Curling defiantly against its own rigid concrete composition, Supermodernismo III is highly characteristic of Damián Ortega’s witty and conceptual practice. Now dividing his time between Mexico City and Berlin, Ortega is a self-taught artist who began his career as a political satire cartoonist. His works often literally deconstruct everyday objects of modernity, challenging the myth of cultural and technological progress that has defined modern life. Here, Ortega molds concrete into a ribbed cylindrical shape, reminiscent of piping used in industrial machinery or engines. But the shape has no end, seeming to flow into itself, undermining our learned understanding of how such objects function. It is this aspect of the artist’s practice that offers us new systems within which to consider the vernacular objects of the everyday, systems that don’t just offer a new way to see and think but deconstruct what we think we already know.

 

Wolfgang Laib

Sculpture by Wolfgang Laib


Wolfgang LaibMilkstone, 1976. Modern & Contemporary Art: Online Auction, New York.

It may not immediately strike your eye, but there’s actually a beverage here. In Wolfgang Laib’s Milkstone series, pooled milk rests atop slightly indented slabs of white marble that the artist grinds by hand, deceiving the eye into perceiving a flat marble surface. For Laib, a sense of physical connection to the art object is tantamount, both for himself as a maker and for those who live with his works. The milk must be refreshed regularly before it spoils, thus requiring consistent input from the work’s caretaker and highlighting ways of considering sculpture as a temporal art. Laib’s intensely devoted, meditative conceptual practice raises questions about our consumption of resources and has rightly earned him the reputation as one of the most important sculptors working today.

 

Liu Jianhua

Sculpture by Liu Jianhua

Liu Jianhua, Games, 2002. Modern & Contemporary Art: Online Auction, New York.
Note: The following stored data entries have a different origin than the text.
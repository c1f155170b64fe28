// Copyright 2025 the Understory Authors
// SPDX-License-Identifier: Apache-2.0 OR MIT

//! Shared scaffolding for the carousel demos: a simulated page and logging setup.

use core::time::Duration;

use understory_carousel::carousel::Carousel;
use understory_carousel::host::{CooldownToken, FrameHandle, Host, ScrollIntoView};
use understory_carousel::track::Controls;

/// Install a `tracing` subscriber honoring `RUST_LOG` (default: `debug` for the carousel).
pub fn init_tracing() {
    let filter = tracing_subscriber::EnvFilter::try_from_default_env()
        .unwrap_or_else(|_| tracing_subscriber::EnvFilter::new("understory_carousel=debug"));
    let _ = tracing_subscriber::fmt()
        .with_env_filter(filter)
        .with_target(false)
        .try_init();
}

/// A pretend browser page: one slider surface, a frame clock, and timers.
#[derive(Debug, Default)]
pub struct SimPage {
    /// Name used in printed output.
    pub name: &'static str,
    /// Last translation applied to the track.
    pub offset: f64,
    /// Whether the slider surface carries the "grabbing" state.
    pub grabbing: bool,
    /// Last control state published.
    pub controls: Controls,
    /// Number of scroll-into-view requests.
    pub scrolls: usize,
    /// Frames painted by the repaint loop.
    pub frames_painted: usize,
    now: Duration,
    frame: Option<FrameHandle>,
    next_frame: u64,
    timers: Vec<(Duration, CooldownToken)>,
}

impl SimPage {
    /// A page labelled `name`.
    pub fn new(name: &'static str) -> Self {
        Self {
            name,
            ..Self::default()
        }
    }

    /// Render one animation frame.
    pub fn frame(&mut self, carousel: &mut Carousel) {
        if let Some(handle) = self.frame {
            if carousel.on_frame(handle, self) {
                self.frames_painted += 1;
            } else {
                self.frame = None;
            }
        }
    }

    /// Let `by` of wall time pass, firing due timers.
    pub fn sleep(&mut self, carousel: &mut Carousel, by: Duration) {
        self.now += by;
        let now = self.now;
        self.timers.retain(|&(at, token)| {
            if at <= now {
                carousel.on_cooldown_elapsed(token);
                false
            } else {
                true
            }
        });
    }

    /// One-line summary of what a viewer would see.
    pub fn describe(&self, carousel: &Carousel) -> String {
        format!(
            "[{}] slide {}/{} offset {:>7.1}px prev:{} next:{}{}",
            self.name,
            carousel.current_index() + 1,
            carousel.slide_count(),
            self.offset,
            on_off(self.controls.contains(Controls::PREV_ENABLED)),
            on_off(self.controls.contains(Controls::NEXT_ENABLED)),
            if self.grabbing { " (grabbing)" } else { "" },
        )
    }
}

fn on_off(enabled: bool) -> &'static str {
    if enabled { "on" } else { "off" }
}

impl Host for SimPage {
    fn apply_offset(&mut self, px: f64) {
        self.offset = px;
    }

    fn request_frame_loop(&mut self) -> FrameHandle {
        self.next_frame += 1;
        let handle = FrameHandle::new(self.next_frame);
        self.frame = Some(handle);
        handle
    }

    fn cancel_frame_loop(&mut self, handle: FrameHandle) {
        if self.frame == Some(handle) {
            self.frame = None;
        }
    }

    fn schedule_cooldown(&mut self, delay: Duration, token: CooldownToken) {
        self.timers.push((self.now + delay, token));
    }

    fn scroll_into_view(&mut self, options: ScrollIntoView) {
        tracing::info!(page = self.name, ?options, "scroll into view");
        self.scrolls += 1;
    }

    fn set_controls(&mut self, controls: Controls) {
        self.controls = controls;
    }

    fn set_grabbing(&mut self, grabbing: bool) {
        self.grabbing = grabbing;
    }
}
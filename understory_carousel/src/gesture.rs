// Copyright 2025 the Understory Authors
// SPDX-License-Identifier: Apache-2.0 OR MIT

//! Gesture router: classify host input events into carousel channels.
//!
//! ## Overview
//!
//! Pointer and touch events are normalized to a single horizontal coordinate with
//! [`extract_x`], then [`route`] sorts every [`InputEvent`] into one of the logical
//! channels described by [`Route`]:
//!
//! | Input | Route |
//! |---|---|
//! | pointer down / touch start | [`Route::DragStart`] |
//! | pointer move / touch move | [`Route::DragMove`] |
//! | pointer up / touch end / pointer leave | [`Route::DragEnd`] |
//! | wheel | [`Route::Wheel`] |
//! | prev/next control | [`Route::Button`] |
//! | resize | [`Route::Resize`] |
//! | context menu / drag image | [`Route::Suppress`] |
//!
//! Routing is pure; the [`Carousel`](crate::carousel::Carousel) decides what each
//! channel does to its state.

use kurbo::Vec2;

use crate::types::{Disposition, InputEvent, PointerPhase, Step, TouchPhase};

/// How a drag ended.
///
/// The release kind decides whether the settle that follows requests
/// scroll-into-view.
#[derive(Copy, Clone, Debug, Eq, PartialEq)]
pub enum Release {
    /// Deliberate pointer release; scrolls the carousel into view.
    Pointer,
    /// Touch lifted; never scrolls.
    Touch,
    /// Pointer left the slide area; a soft end that never scrolls.
    Leave,
}

impl Release {
    /// Whether the settle after this release asks the host to scroll into view.
    pub fn scrolls_into_view(self) -> bool {
        matches!(self, Self::Pointer)
    }
}

/// Logical input channel for an event.
#[derive(Copy, Clone, Debug, PartialEq)]
pub enum Route {
    /// Begin a drag on `slide`. `x` is `None` for a touch event without touch points.
    DragStart {
        /// Slide that received the event.
        slide: usize,
        /// Horizontal anchor coordinate.
        x: Option<f64>,
    },
    /// Update the live drag offset.
    DragMove {
        /// Current horizontal coordinate, if the event carried one.
        x: Option<f64>,
    },
    /// Finish the drag.
    DragEnd(Release),
    /// Feed the wheel debouncer.
    Wheel(Vec2),
    /// Direct page step from a control, bypassing drag state.
    Button(Step),
    /// Re-layout for a new viewport width.
    Resize(f64),
    /// No state change; only suppress host defaults.
    Suppress(Disposition),
}

/// Extract the horizontal coordinate of a pointer or touch event.
///
/// Touch events read the first active touch point (client space); pointer events
/// read the page position. Returns `None` for a touch event with no active touch
/// points and for events that carry no position at all.
pub fn extract_x(event: &InputEvent<'_>) -> Option<f64> {
    match event {
        InputEvent::Pointer { page, .. } => Some(page.x),
        InputEvent::Touch { touches, .. } => touches.first().map(|p| p.x),
        _ => None,
    }
}

/// Classify an input event into its channel.
pub fn route(event: &InputEvent<'_>) -> Route {
    let x = extract_x(event);
    match *event {
        InputEvent::Pointer { phase, slide, .. } => match phase {
            PointerPhase::Down => Route::DragStart { slide, x },
            PointerPhase::Move => Route::DragMove { x },
            PointerPhase::Up => Route::DragEnd(Release::Pointer),
            PointerPhase::Leave => Route::DragEnd(Release::Leave),
        },
        InputEvent::Touch { phase, slide, .. } => match phase {
            TouchPhase::Start => Route::DragStart { slide, x },
            TouchPhase::Move => Route::DragMove { x },
            TouchPhase::End => Route::DragEnd(Release::Touch),
        },
        InputEvent::Wheel { delta } => Route::Wheel(delta),
        InputEvent::Control(control) => Route::Button(control.into()),
        InputEvent::Resize { viewport_width } => Route::Resize(viewport_width),
        InputEvent::ContextMenu => Route::Suppress(Disposition::CONSUMED),
        InputEvent::DragImage => Route::Suppress(Disposition::PREVENT_DEFAULT),
    }
}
Through porcelain sculptures that often incorporate found objects, Liu Jianhua explores Chinese culture through its materials, emphasizing China’s role in an increasingly global culture. To Liu, porcelain is an incredibly rich material within the context of both Chinese history and his own. He began his career in the late 1970s as a worker at the Jingdezhen Pottery and Porcelain Sculpture Factory before attending the Jingdezhen Pottery and Porcelain College, where he studied sculpture in the fine arts department. In this 2002 work, Games, Liu calls to mind the past and present injustices against women and their historic relegation to domestic labor. In it, we encounter a headless female figure surrounded by flowers and placed on a beautifully decorative porcelain plate.